Quattro chiacchiere con… Valeria Pomba

Hai accettato di raccogliere la sfida del Concorso, perchè per te la scrittura è… raccontacelo scegliendo tre aggettivi che più ti rappresentino.

Insistente. Questo è il primo aggettivo che mi viene in mente parlando del mio rapporto con la scrittura. Perché quando mi entra in testa l’idea per un racconto, in genere cerco di tenerla da parte a lungo, trovando mille motivi per non metterla su carta: troppo scontata, troppo melensa, troppo di nicchia, e così via (fondamentalmente sono una scrittrice pigra). Ma la scrittura lo sa che spesso sono solo scuse. Così insiste martellante, finchè cedo e l’idea diventa una storia. Insonne. In genere sono un ghiro, dormo tantissimo. Però, se ho in mente un racconto, passo la notte a mettere insieme i pezzi, finchè non trovano una forma soddisfacente. Che poi di giorno, davanti al pc, scombino e ricompongo da capo, ma intanto personaggi e intrecci possibili non mi hanno fatto dormire. L’esigenza di scrivere ha in me lo stesso effetto della caffeina. Innata. A cinque anni ho imparato a leggere, a sei ho scritto i miei primi racconti, più che altro un pastrocchio di parole, ma intanto l’istinto c’era già. La scrittura per me è nata come un gesto spontaneo. Poi, per la bella scrittura l’istinto non basta: occorre tempo, dedizione, lucidità critica. Infatti ora sono una scrittrice pigra (vedi sopra). Ma il primo impulso è ancora oggi infantile, impaziente e irrazionale.

Soffermandoci sull’incipit del concorso e sul racconto che ti ha permesso di classificarti tra i vincitori, da dove è arrivata l’idea per proseguire la tua storia? E i personaggi?

Le parole dell’incipit in se stesse mi hanno ispirato, dalla prima volta che le ho lette. Mi giravano in testa, mi chiedevo come fosse possibile essere in piena notte, per strada, e non riuscire a riconoscere un volto sfocato davanti a sé, perché il protagonista avesse con sé un’enorme valigia piena di lettere. Ah no, questo nell’incipit non c’era, lo stavo immaginando io. E se quell’incipit fosse diventato l’epilogo di una storia iniziata molto tempo prima? Avevo un confine, un limite, l’obbligo di partire e tornare lì. Di solito è la spinta migliore contro l’inerzia per precipitarmi a scrivere.
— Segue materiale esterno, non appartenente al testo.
//! `Runner` backed by a local PowerShell interpreter.

use async_trait::async_trait;
use psdirect_core::{Runner, RunnerError, Script, StreamProcess};
use psdirect_host::HostPaths;

use crate::{
    ExecStreamProcess, PowerShellCommand, RunnerOptions, StagedScript,
    command::resolve_interpreter,
};

/// Runs scripts through PowerShell on this host.
#[derive(Debug, Clone, Default)]
pub struct PowerShellRunner {
    options: RunnerOptions,
    host: HostPaths,
}

impl PowerShellRunner {
    /// Create a runner for the current host.
    #[must_use]
    pub fn new(options: RunnerOptions) -> Self {
        Self {
            options,
            host: HostPaths::detect(),
        }
    }

    /// Create a runner with an explicit path translator.
    #[must_use]
    pub const fn with_host(options: RunnerOptions, host: HostPaths) -> Self {
        Self { options, host }
    }

    async fn prepare(
        &self,
        script: &Script,
        params: &[String],
    ) -> Result<(PowerShellCommand, StagedScript), RunnerError> {
        let interpreter = resolve_interpreter(&self.options).await?;
        let staged = StagedScript::stage(script, self.options.keep_scripts, self.host).await?;
        let command = PowerShellCommand::new(interpreter, staged.invoke_path(), params);

        if self.options.verbose {
            tracing::debug!(
                script = script.name,
                interpreter = %command.interpreter.display(),
                path = staged.invoke_path(),
                params = params.len(),
                "Run"
            );
        }

        Ok((command, staged))
    }

    async fn execute(
        &self,
        script: &Script,
        params: &[String],
        capture: bool,
    ) -> Result<String, RunnerError> {
        let (command, staged) = self.prepare(script, params).await?;
        let output = command.to_command(&self.options).output().await;
        staged.cleanup();
        let output = output.map_err(RunnerError::Spawn)?;

        let stdout = String::from_utf8_lossy(&output.stdout).trim().to_string();
        let stderr = String::from_utf8_lossy(&output.stderr).trim().to_string();

        if self.options.verbose {
            if !stdout.is_empty() {
                tracing::debug!(script = script.name, "stdout: {stdout}");
            }
            if !stderr.is_empty() {
                tracing::debug!(script = script.name, "stderr: {stderr}");
            }
        }

        if !stderr.is_empty() {
            return Err(RunnerError::ScriptFailed {
                message: format!("PowerShell error: {stderr}"),
            });
        }
        if !output.status.success() {
            return Err(RunnerError::ScriptFailed {
                message: format!("PowerShell error: {}", output.status),
            });
        }

        Ok(if capture { stdout } else { String::new() })
    }
}

#[async_trait]
impl Runner for PowerShellRunner {
    async fn run(&self, script: &Script, params: &[String]) -> Result<(), RunnerError> {
        self.execute(script, params, false).await.map(|_| ())
    }

    async fn output(&self, script: &Script, params: &[String]) -> Result<String, RunnerError> {
        self.execute(script, params, true).await
    }

    async fn stream(
        &self,
        script: &Script,
        params: &[String],
    ) -> Result<Box<dyn StreamProcess>, RunnerError> {
        let (command, staged) = self.prepare(script, params).await?;
        let process = ExecStreamProcess::spawn(&mut command.to_command(&self.options), Some(staged))?;
        Ok(Box::new(process))
    }
}
//! PowerShell runner for PowerShell Direct.
//!
//! Provides:
//! - `PowerShellRunner` - `Runner` implementation backed by a local PowerShell
//! - `ExecStreamProcess` - Streaming handle over a spawned process group
//! - The embedded guest-side scripts
//! - Script staging and interpreter argument building

pub mod command;
pub mod options;
pub mod process;
pub mod runner;
pub mod scripts;
pub mod staging;

pub use command::PowerShellCommand;
pub use options::RunnerOptions;
pub use process::ExecStreamProcess;
pub use runner::PowerShellRunner;
pub use staging::StagedScript;
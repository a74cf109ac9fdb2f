//! PowerShell interpreter discovery and environment helpers.

use std::{
    collections::{BTreeMap, HashSet},
    env::{join_paths, split_paths},
    ffi::{OsStr, OsString},
    path::{Path, PathBuf},
};

/// Interpreter names tried in order.
const POWERSHELL_CANDIDATES: [&str; 2] = ["powershell.exe", "powershell"];

/// Locate the PowerShell interpreter.
///
/// Tries each candidate name against the current PATH first, then against
/// a refreshed PATH.
pub async fn resolve_powershell() -> Option<PathBuf> {
    for candidate in POWERSHELL_CANDIDATES {
        if let Some(found) = which_async(candidate, None).await {
            return Some(found);
        }
    }

    let refreshed = refreshed_path().await?;
    for candidate in POWERSHELL_CANDIDATES {
        if let Some(found) = which_async(candidate, Some(refreshed.clone())).await {
            tracing::debug!(path = %found.display(), "Found PowerShell on refreshed PATH");
            return Some(found);
        }
    }

    None
}

/// Resolve an executable by name, falling back to a refreshed PATH if needed.
///
/// The search order is:
/// 1. Explicit absolute paths.
/// 2. The current process PATH via `which`.
/// 3. A platform-specific refresh of PATH.
///
/// The process environment is never modified.
pub async fn resolve_executable_path(executable: &str) -> Option<PathBuf> {
    if executable.trim().is_empty() {
        return None;
    }

    let path = Path::new(executable);
    if path.is_absolute() && path.is_file() {
        return Some(path.to_path_buf());
    }

    if let Some(found) = which_async(executable, None).await {
        return Some(found);
    }

    let refreshed = refreshed_path().await?;
    which_async(executable, Some(refreshed)).await
}

/// Merge two PATH strings into a single, de-duplicated PATH.
#[must_use]
pub fn merge_paths(primary: impl AsRef<OsStr>, secondary: impl AsRef<OsStr>) -> OsString {
    let mut seen = HashSet::<PathBuf>::new();
    let mut merged = Vec::<PathBuf>::new();

    for p in split_paths(primary.as_ref()).chain(split_paths(secondary.as_ref())) {
        if !p.as_os_str().is_empty() && seen.insert(p.clone()) {
            merged.push(p);
        }
    }

    join_paths(merged).unwrap_or_default()
}

/// Apply environment overrides to an inherited environment.
///
/// Inherited variables keep their position; an override replaces the value
/// of a variable with the same name. Overrides without an inherited
/// counterpart are appended in key order.
#[must_use]
pub fn apply_env_overrides<I>(base: I, overrides: &BTreeMap<String, String>) -> Vec<(OsString, OsString)>
where
    I: IntoIterator<Item = (OsString, OsString)>,
{
    if overrides.is_empty() {
        return base.into_iter().collect();
    }

    let mut handled = HashSet::new();
    let mut result: Vec<(OsString, OsString)> = base
        .into_iter()
        .map(|(key, value)| match key.to_str().and_then(|k| overrides.get_key_value(k)) {
            Some((name, replacement)) => {
                handled.insert(name.as_str());
                (key, OsString::from(replacement))
            }
            None => (key, value),
        })
        .collect();

    for (key, value) in overrides {
        if !handled.contains(key.as_str()) {
            result.push((OsString::from(key), OsString::from(value)));
        }
    }

    result
}

/// Current PATH merged with a freshly read one, if the refresh adds anything.
async fn refreshed_path() -> Option<OsString> {
    let fresh = get_fresh_path().await?;
    let existing = std::env::var_os("PATH").unwrap_or_default();
    let merged = merge_paths(&existing, OsString::from(&fresh));
    if merged == existing {
        return None;
    }
    tracing::debug!(?existing, ?fresh, ?merged, "Refreshed PATH");
    Some(merged)
}

async fn which_async(executable: &str, path: Option<OsString>) -> Option<PathBuf> {
    let executable = executable.to_string();
    tokio::task::spawn_blocking(move || match path {
        Some(path) => {
            let cwd = std::env::current_dir().unwrap_or_else(|_| PathBuf::from("."));
            which::which_in(executable, Some(path), cwd)
        }
        None => which::which(executable),
    })
    .await
    .ok()
    .and_then(Result::ok)
}

#[cfg(not(windows))]
#[allow(clippy::unused_async)]
async fn get_fresh_path() -> Option<String> {
    None
}

#[cfg(windows)]
async fn get_fresh_path() -> Option<String> {
    tokio::task::spawn_blocking(get_fresh_path_blocking)
        .await
        .ok()
        .flatten()
}

#[cfg(windows)]
fn get_fresh_path_blocking() -> Option<String> {
    use std::os::windows::ffi::{OsStrExt, OsStringExt};

    use winreg::{HKEY, RegKey, enums::*};

    fn expand_env_vars(input: &OsStr) -> OsString {
        use windows_sys::Win32::System::Environment::ExpandEnvironmentStringsW;

        let wide: Vec<u16> = input.encode_wide().chain(Some(0)).collect();
        // SAFETY: `wide` is NUL-terminated and `buf` is sized from the first call.
        unsafe {
            let needed = ExpandEnvironmentStringsW(wide.as_ptr(), std::ptr::null_mut(), 0);
            if needed == 0 {
                return input.to_os_string();
            }
            let mut buf = vec![0u16; needed as usize];
            let written = ExpandEnvironmentStringsW(wide.as_ptr(), buf.as_mut_ptr(), needed);
            if written == 0 {
                return input.to_os_string();
            }
            OsString::from_wide(&buf[..(written as usize).saturating_sub(1)])
        }
    }

    fn read_registry_path(root: HKEY, subkey: &str) -> Option<OsString> {
        let key = RegKey::predef(root)
            .open_subkey_with_flags(subkey, KEY_READ)
            .ok()?;
        key.get_value::<String, _>("Path").ok().map(OsString::from)
    }

    let paths: Vec<OsString> = [
        read_registry_path(HKEY_CURRENT_USER, "Environment"),
        read_registry_path(
            HKEY_LOCAL_MACHINE,
            r"System\CurrentControlSet\Control\Session Manager\Environment",
        ),
    ]
    .into_iter()
    .flatten()
    .map(|p| expand_env_vars(&p))
    .collect();

    paths
        .into_iter()
        .reduce(|a, b| merge_paths(&a, &b))
        .map(|merged| merged.to_string_lossy().into_owned())
}

#[cfg(test)]
mod tests {
    use super::*;

    fn env(pairs: &[(&str, &str)]) -> Vec<(OsString, OsString)> {
        pairs
            .iter()
            .map(|(k, v)| (OsString::from(k), OsString::from(v)))
            .collect()
    }

    #[test]
    fn test_env_overrides_replace_in_place_and_append() {
        let base = env(&[("A", "1"), ("PSModulePath", "old"), ("B", "2")]);
        let overrides = BTreeMap::from([
            ("PSModulePath".to_string(), "new".to_string()),
            ("Z".to_string(), "26".to_string()),
            ("C".to_string(), "3".to_string()),
        ]);

        let merged = apply_env_overrides(base, &overrides);
        assert_eq!(
            merged,
            env(&[("A", "1"), ("PSModulePath", "new"), ("B", "2"), ("C", "3"), ("Z", "26")])
        );
    }

    #[test]
    fn test_env_without_overrides_is_unchanged() {
        let base = env(&[("A", "1")]);
        assert_eq!(apply_env_overrides(base.clone(), &BTreeMap::new()), base);
    }

    #[test]
    fn test_merge_paths_deduplicates() {
        let a = join_paths(["/usr/bin", "/bin"]).unwrap();
        let b = join_paths(["/bin", "/opt/bin"]).unwrap();
        let merged: Vec<PathBuf> = split_paths(&merge_paths(&a, &b)).collect();
        assert_eq!(
            merged,
            vec![
                PathBuf::from("/usr/bin"),
                PathBuf::from("/bin"),
                PathBuf::from("/opt/bin")
            ]
        );
    }

    #[tokio::test]
    async fn test_resolve_blank_executable() {
        assert!(resolve_executable_path("  ").await.is_none());
    }

    #[tokio::test]
    async fn test_resolve_absolute_executable() {
        let file = tempfile::NamedTempFile::new().unwrap();
        let resolved = resolve_executable_path(file.path().to_str().unwrap()).await;
        assert_eq!(resolved.as_deref(), Some(file.path()));
    }
}
//! Command session controller.
//!
//! `start` launches the execute script and returns. Four tasks then own the
//! session:
//!
//! - completion watcher: waits for the process and fires `done`
//! - cancellation watcher: kills the process if cancelled before `done`
//! - structured pump: decodes envelopes from the process stdout
//! - raw pump: copies the process stderr to the command's stderr sink
//!
//! The exit status is resolved exactly once, from the exit envelope, or with
//! [`COMMAND_FAILURE_STATUS`] when the envelope stream ends without one.

use std::{future::Future, sync::Arc, time::Duration};

use psdirect_core::{
    BoxedReader, CommandError, CommunicatorError, ExitNotifier, OutputSink, RemoteCmd, Runner,
    SessionIdentity, StreamProcess,
};
use psdirect_executor::scripts;
use psdirect_transport::{Envelope, EnvelopeReader};
use tokio::{io::AsyncReadExt, time::Instant};
use tokio_util::sync::CancellationToken;

/// Exit status reported when the guest never sent one.
pub const COMMAND_FAILURE_STATUS: i32 = 1;

/// How long the pumps keep draining after the process has exited.
const DRAIN_GRACE: Duration = Duration::from_millis(500);

const RAW_BUFFER_SIZE: usize = 8 * 1024;

/// Dispatch `cmd` through `runner` and hand it to the session tasks.
///
/// # Errors
/// Returns `InvalidArgument` for a missing command, `Cancelled` if `cancel`
/// already fired, or the runner error if the script could not be launched.
/// In the last two cases the command's exit handle resolves with the
/// matching [`CommandError`].
pub async fn start(
    runner: &dyn Runner,
    identity: &SessionIdentity,
    cmd: Option<RemoteCmd>,
    cancel: &CancellationToken,
) -> Result<(), CommunicatorError> {
    let Some(cmd) = cmd else {
        return Err(CommunicatorError::InvalidArgument(
            "remote command cannot be None",
        ));
    };

    if cmd.command.trim().is_empty() {
        tracing::debug!("Empty command, nothing to run");
        cmd.set_exited(0);
        return Ok(());
    }

    if cancel.is_cancelled() {
        cmd.set_error(CommandError::Cancelled);
        return Err(CommunicatorError::Cancelled);
    }

    let params = identity.script_params([cmd.command.clone()]);
    let mut process = match runner.stream(&scripts::EXECUTE_COMMAND, &params).await {
        Ok(process) => process,
        Err(e) => {
            tracing::error!(vm = identity.vm_name(), "Failed to launch remote command: {e}");
            cmd.set_error(CommandError::Dispatch(e.to_string()));
            return Err(e.into());
        }
    };

    tracing::debug!(vm = identity.vm_name(), "Remote command started");

    let stdout = process.take_stdout();
    let stderr = process.take_stderr();
    let process: Arc<dyn StreamProcess> = Arc::from(process);
    let done = CancellationToken::new();

    tokio::spawn(watch_completion(Arc::clone(&process), done.clone()));
    tokio::spawn(watch_cancellation(process, cancel.clone(), done.clone()));
    tokio::spawn(pump_envelopes(
        stdout,
        cmd.stdout.clone(),
        cmd.stderr.clone(),
        cmd.notifier(),
        done.clone(),
    ));
    tokio::spawn(pump_raw(stderr, cmd.stderr.clone(), done));

    Ok(())
}

async fn watch_completion(process: Arc<dyn StreamProcess>, done: CancellationToken) {
    if let Err(e) = process.wait().await {
        tracing::debug!("Remote command process ended: {e}");
    }
    done.cancel();
}

async fn watch_cancellation(
    process: Arc<dyn StreamProcess>,
    cancel: CancellationToken,
    done: CancellationToken,
) {
    tokio::select! {
        biased;
        () = done.cancelled() => {}
        () = cancel.cancelled() => {
            tracing::info!("Cancellation requested, stopping remote command");
            if let Err(e) = process.kill().await {
                tracing::debug!("Kill failed: {e}");
            }
        }
    }
}

/// Decode envelopes until exit, end of stream, a fatal read error, or the
/// drain deadline.
async fn pump_envelopes(
    reader: Option<BoxedReader>,
    stdout: Option<OutputSink>,
    stderr: Option<OutputSink>,
    exit: ExitNotifier,
    done: CancellationToken,
) {
    let Some(reader) = reader else {
        tracing::warn!("Remote command has no output stream");
        exit.set_exited(COMMAND_FAILURE_STATUS);
        return;
    };

    let mut envelopes = EnvelopeReader::new(reader);
    let mut deadline = None;

    loop {
        let Some(next) = until_drained(&done, &mut deadline, envelopes.next()).await else {
            tracing::debug!("Stopped reading output after process exit");
            break;
        };
        match next {
            None => break,
            Some(Ok(Envelope::Stdout(data))) => append(stdout.as_ref(), &data).await,
            Some(Ok(Envelope::Stderr(data))) => append(stderr.as_ref(), &data).await,
            Some(Ok(Envelope::Exit(code))) => {
                tracing::debug!(code, "Remote command exited");
                exit.set_exited(code);
                return;
            }
            Some(Err(e)) => {
                tracing::warn!("Remote command output: {e}");
                if let Some(sink) = &stderr {
                    sink.write_line(&e.to_string()).await;
                }
                if e.is_fatal() {
                    break;
                }
            }
        }
    }

    if exit.set_exited(COMMAND_FAILURE_STATUS) {
        tracing::warn!(
            code = COMMAND_FAILURE_STATUS,
            "Remote command ended without reporting an exit status"
        );
    }
}

/// Copy the interpreter's own stderr into `sink`, or drain it.
async fn pump_raw(reader: Option<BoxedReader>, sink: Option<OutputSink>, done: CancellationToken) {
    let Some(mut reader) = reader else {
        return;
    };

    let mut buf = vec![0u8; RAW_BUFFER_SIZE];
    let mut deadline = None;

    loop {
        match until_drained(&done, &mut deadline, reader.read(&mut buf)).await {
            None | Some(Ok(0)) => break,
            Some(Ok(n)) => append(sink.as_ref(), &buf[..n]).await,
            Some(Err(e)) => {
                tracing::warn!("Reading interpreter stderr failed: {e}");
                if let Some(sink) = &sink {
                    sink.write_line(&format!("read stderr: {e}")).await;
                }
                break;
            }
        }
    }
}

async fn append(sink: Option<&OutputSink>, data: &[u8]) {
    let Some(sink) = sink else {
        return;
    };
    if data.is_empty() {
        return;
    }
    if let Err(e) = sink.write(data).await {
        tracing::warn!("Failed to write command output: {e}");
    }
}

/// Await `fut`, or `None` once `done` has fired and the drain grace period
/// has also run out.
async fn until_drained<F: Future>(
    done: &CancellationToken,
    deadline: &mut Option<Instant>,
    fut: F,
) -> Option<F::Output> {
    tokio::pin!(fut);

    let at = match *deadline {
        Some(at) => at,
        None => {
            tokio::select! {
                biased;
                out = &mut fut => return Some(out),
                () = done.cancelled() => {}
            }
            let at = Instant::now() + DRAIN_GRACE;
            *deadline = Some(at);
            at
        }
    };

    tokio::time::timeout_at(at, fut).await.ok()
}
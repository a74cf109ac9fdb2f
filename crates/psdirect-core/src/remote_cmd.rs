//! Remote command handle: command text, output sinks and exit status.

use std::sync::Arc;

use thiserror::Error;
use tokio::io::{AsyncWrite, AsyncWriteExt};
use tokio::sync::{Mutex, watch};

/// Why a command finished without an exit code.
#[derive(Debug, Clone, PartialEq, Eq, Error)]
pub enum CommandError {
    #[error("command cancelled before dispatch")]
    Cancelled,
    #[error("command dispatch failed: {0}")]
    Dispatch(String),
    #[error("command was dropped before it finished")]
    Abandoned,
}

type Outcome = Option<Result<i32, CommandError>>;

/// Shared, append-only output destination.
///
/// Cloning shares the underlying writer; every write is appended as one
/// unit and flushed.
#[derive(Clone)]
pub struct OutputSink {
    writer: Arc<Mutex<Box<dyn AsyncWrite + Send + Unpin>>>,
}

impl OutputSink {
    /// Wrap a writer.
    #[must_use]
    pub fn new(writer: impl AsyncWrite + Send + Unpin + 'static) -> Self {
        Self {
            writer: Arc::new(Mutex::new(Box::new(writer))),
        }
    }

    /// Append raw bytes.
    ///
    /// # Errors
    /// Returns error if the write fails.
    pub async fn write(&self, data: &[u8]) -> Result<(), std::io::Error> {
        let mut guard = self.writer.lock().await;
        guard.write_all(data).await?;
        guard.flush().await
    }

    /// Append a line of text, ignoring write failures.
    pub async fn write_line(&self, line: &str) {
        let mut buf = Vec::with_capacity(line.len() + 1);
        buf.extend_from_slice(line.as_bytes());
        buf.push(b'\n');
        if let Err(e) = self.write(&buf).await {
            tracing::warn!("Failed to write to output sink: {e}");
        }
    }

    /// Shut the writer down.
    ///
    /// # Errors
    /// Returns error if the writer fails to shut down.
    pub async fn shutdown(&self) -> Result<(), std::io::Error> {
        self.writer.lock().await.shutdown().await
    }
}

impl std::fmt::Debug for OutputSink {
    fn fmt(&self, f: &mut std::fmt::Formatter<'_>) -> std::fmt::Result {
        f.debug_struct("OutputSink").finish_non_exhaustive()
    }
}

/// Write side of a command's exit status. First resolution wins.
#[derive(Clone, Debug)]
pub struct ExitNotifier {
    tx: Arc<watch::Sender<Outcome>>,
}

impl ExitNotifier {
    /// Resolve with an exit code. Returns `false` if already resolved.
    pub fn set_exited(&self, code: i32) -> bool {
        self.resolve(Ok(code))
    }

    /// Resolve with an error. Returns `false` if already resolved.
    pub fn set_error(&self, err: CommandError) -> bool {
        self.resolve(Err(err))
    }

    fn resolve(&self, outcome: Result<i32, CommandError>) -> bool {
        self.tx.send_if_modified(|slot| {
            if slot.is_some() {
                return false;
            }
            *slot = Some(outcome);
            true
        })
    }
}

/// Read side of a command's exit status.
#[derive(Clone, Debug)]
pub struct ExitHandle {
    rx: watch::Receiver<Outcome>,
}

impl ExitHandle {
    /// Wait for the command to finish.
    ///
    /// # Errors
    /// Returns the recorded error, or `Abandoned` if every notifier was
    /// dropped without resolving.
    pub async fn wait(&self) -> Result<i32, CommandError> {
        let mut rx = self.rx.clone();
        let outcome = match rx.wait_for(Option::is_some).await {
            Ok(slot) => slot.clone(),
            Err(_) => return Err(CommandError::Abandoned),
        };
        outcome.unwrap_or(Err(CommandError::Abandoned))
    }

    /// Current status without waiting.
    #[must_use]
    pub fn try_status(&self) -> Option<Result<i32, CommandError>> {
        self.rx.borrow().clone()
    }
}

/// A command to run inside the guest.
#[derive(Debug)]
pub struct RemoteCmd {
    /// Command text handed to the guest shell.
    pub command: String,
    /// Destination for guest stdout. `None` discards it.
    pub stdout: Option<OutputSink>,
    /// Destination for guest stderr and wrapper diagnostics. `None` discards it.
    pub stderr: Option<OutputSink>,
    exit: ExitNotifier,
    handle: ExitHandle,
}

impl RemoteCmd {
    /// Create a command with no sinks attached.
    #[must_use]
    pub fn new(command: impl Into<String>) -> Self {
        let (tx, rx) = watch::channel(None);
        Self {
            command: command.into(),
            stdout: None,
            stderr: None,
            exit: ExitNotifier { tx: Arc::new(tx) },
            handle: ExitHandle { rx },
        }
    }

    /// Attach a stdout sink.
    #[must_use]
    pub fn with_stdout(mut self, writer: impl AsyncWrite + Send + Unpin + 'static) -> Self {
        self.stdout = Some(OutputSink::new(writer));
        self
    }

    /// Attach a stderr sink.
    #[must_use]
    pub fn with_stderr(mut self, writer: impl AsyncWrite + Send + Unpin + 'static) -> Self {
        self.stderr = Some(OutputSink::new(writer));
        self
    }

    /// Handle for awaiting the exit status. Take it before starting the command.
    #[must_use]
    pub fn exit_handle(&self) -> ExitHandle {
        self.handle.clone()
    }

    /// Notifier that resolves the exit status.
    #[must_use]
    pub fn notifier(&self) -> ExitNotifier {
        self.exit.clone()
    }

    /// Resolve with an exit code. Later resolutions are ignored.
    pub fn set_exited(&self, code: i32) -> bool {
        self.exit.set_exited(code)
    }

    /// Resolve with an error. Later resolutions are ignored.
    pub fn set_error(&self, err: CommandError) -> bool {
        self.exit.set_error(err)
    }
}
I due protagonisti, Viola e Landi, sono inquilini della mia fantasia da un pezzo, in teoria sono i personaggi di un romanzo che dovrei scrivere da tempo. Per cui ci conosciamo bene e, visto che con l’incipit potevano azzeccarci, ho deciso di fargli prendere un po’ di aria buona. Certo, uno dei due non fa una bella fine, ma è un personaggio immaginario, si riprenderà presto.

Quali sono le emozioni che hai provato ad essere sullo stesso palco con autori affermati al Circolo dei Lettori?

Tremarella, ovvero sensazione psicofisica che mette in equilibrio instabile sia le ginocchia sia le idee. Per fortuna non dovevo intervenire sul palco, sarebbero uscite poche parole banali (in genere rendo più nello scritto che a voce). Ma ho provato anche entusiasmo e ammirazione sincera, per le persone che avevo attorno, dagli organizzatori agli autori affermati, che si sono dimostrati di grande disponibilità e umiltà, rendendo l’atmosfera rilassata e piacevole.
Non era il primo evento di questo tipo a cui partecipavo, ma questo è stata una piccola, delicata favola, dal finale aperto.